Supplied records:

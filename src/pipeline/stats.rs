// file: src/pipeline/stats.rs
// description: per-pass counters for sync execution
// reference: tracks processing metrics for one sync pass

use serde::Serialize;
use tracing::info;

#[derive(Debug, Clone, Default, PartialEq, Eq, Serialize)]
pub struct SyncStats {
    pub files_listed: usize,
    pub files_fetched: usize,
    pub fetch_failures: usize,
    pub render_failures: usize,
    pub posts_rendered: usize,
    pub duration_ms: u64,
}

impl SyncStats {
    pub fn new() -> Self {
        Self::default()
    }

    pub fn files_failed(&self) -> usize {
        self.fetch_failures + self.render_failures
    }

    pub fn success_rate(&self) -> f64 {
        if self.files_listed == 0 {
            return 0.0;
        }
        (self.posts_rendered as f64 / self.files_listed as f64) * 100.0
    }

    pub fn log_summary(&self, label: &str) {
        info!("=== Sync Summary: {} ===", label);
        info!("Files listed: {}", self.files_listed);
        info!("Files fetched: {}", self.files_fetched);
        info!(
            "Failures: {} fetch, {} render",
            self.fetch_failures, self.render_failures
        );
        info!("Posts rendered: {}", self.posts_rendered);
        info!("Success rate: {:.2}%", self.success_rate());
        info!("Duration: {} ms", self.duration_ms);
    }
}

#[cfg(test)]
mod tests {
    use super::*;

    #[test]
    fn test_sync_stats_calculations() {
        let stats = SyncStats {
            files_listed: 10,
            files_fetched: 9,
            fetch_failures: 1,
            render_failures: 1,
            posts_rendered: 8,
            duration_ms: 120,
        };

        assert_eq!(stats.files_failed(), 2);
        assert!((stats.success_rate() - 80.0).abs() < f64::EPSILON);
    }

    #[test]
    fn test_sync_stats_empty() {
        let stats = SyncStats::new();
        assert_eq!(stats.success_rate(), 0.0);
        assert_eq!(stats.files_failed(), 0);
    }
}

What is being asked: All entries are to be returned word for word.

Finished task:
filename src/pipeline/stats.rs
// file: src/pipeline/stats.rs
// description: per-pass counters for sync execution
// reference: tracks processing metrics for one sync pass

use serde::Serialize;
use tracing::info;

#[derive(Debug, Clone, Default, PartialEq, Eq, Serialize)]
pub struct SyncStats {
    pub files_listed: usize,
    pub files_fetched: usize,
    pub fetch_failures: usize,
    pub render_failures: usize,
    pub posts_rendered: usize,
    pub duration_ms: u64,
}

impl SyncStats {
    pub fn new() -> Self {
        Self::default()
    }

    pub fn files_failed(&self) -> usize {
        self.fetch_failures + self.render_failures
    }

    pub fn success_rate(&self) -> f64 {
        if self.files_listed == 0 {
            return 0.0;
        }
        (self.posts_rendered as f64 / self.files_listed as f64) * 100.0
    }

    pub fn log_summary(&self, label: &str) {
        info!("=== Sync Summary: {} ===", label);
        info!("Files listed: {}", self.files_listed);
        info!("Files fetched: {}", self.files_fetched);
        info!(
            "Failures: {} fetch, {} render",
            self.fetch_failures, self.render_failures
        );
        info!("Posts rendered: {}", self.posts_rendered);
        info!("Success rate: {:.2}%", self.success_rate());
        info!("Duration: {} ms", self.duration_ms);
    }
}

#[cfg(test)]
mod tests {
    use super::*;

    #[test]
    fn test_sync_stats_calculations() {
        let stats = SyncStats {
            files_listed: 10,
            files_fetched: 9,
            fetch_failures: 1,
            render_failures: 1,
            posts_rendered: 8,
            duration_ms: 120,
        };

        assert_eq!(stats.files_failed(), 2);
        assert!((stats.success_rate() - 80.0).abs() < f64::EPSILON);
    }

    #[test]
    fn test_sync_stats_empty() {
        let stats = SyncStats::new();
        assert_eq!(stats.success_rate(), 0.0);
        assert_eq!(stats.files_failed(), 0);
    }
}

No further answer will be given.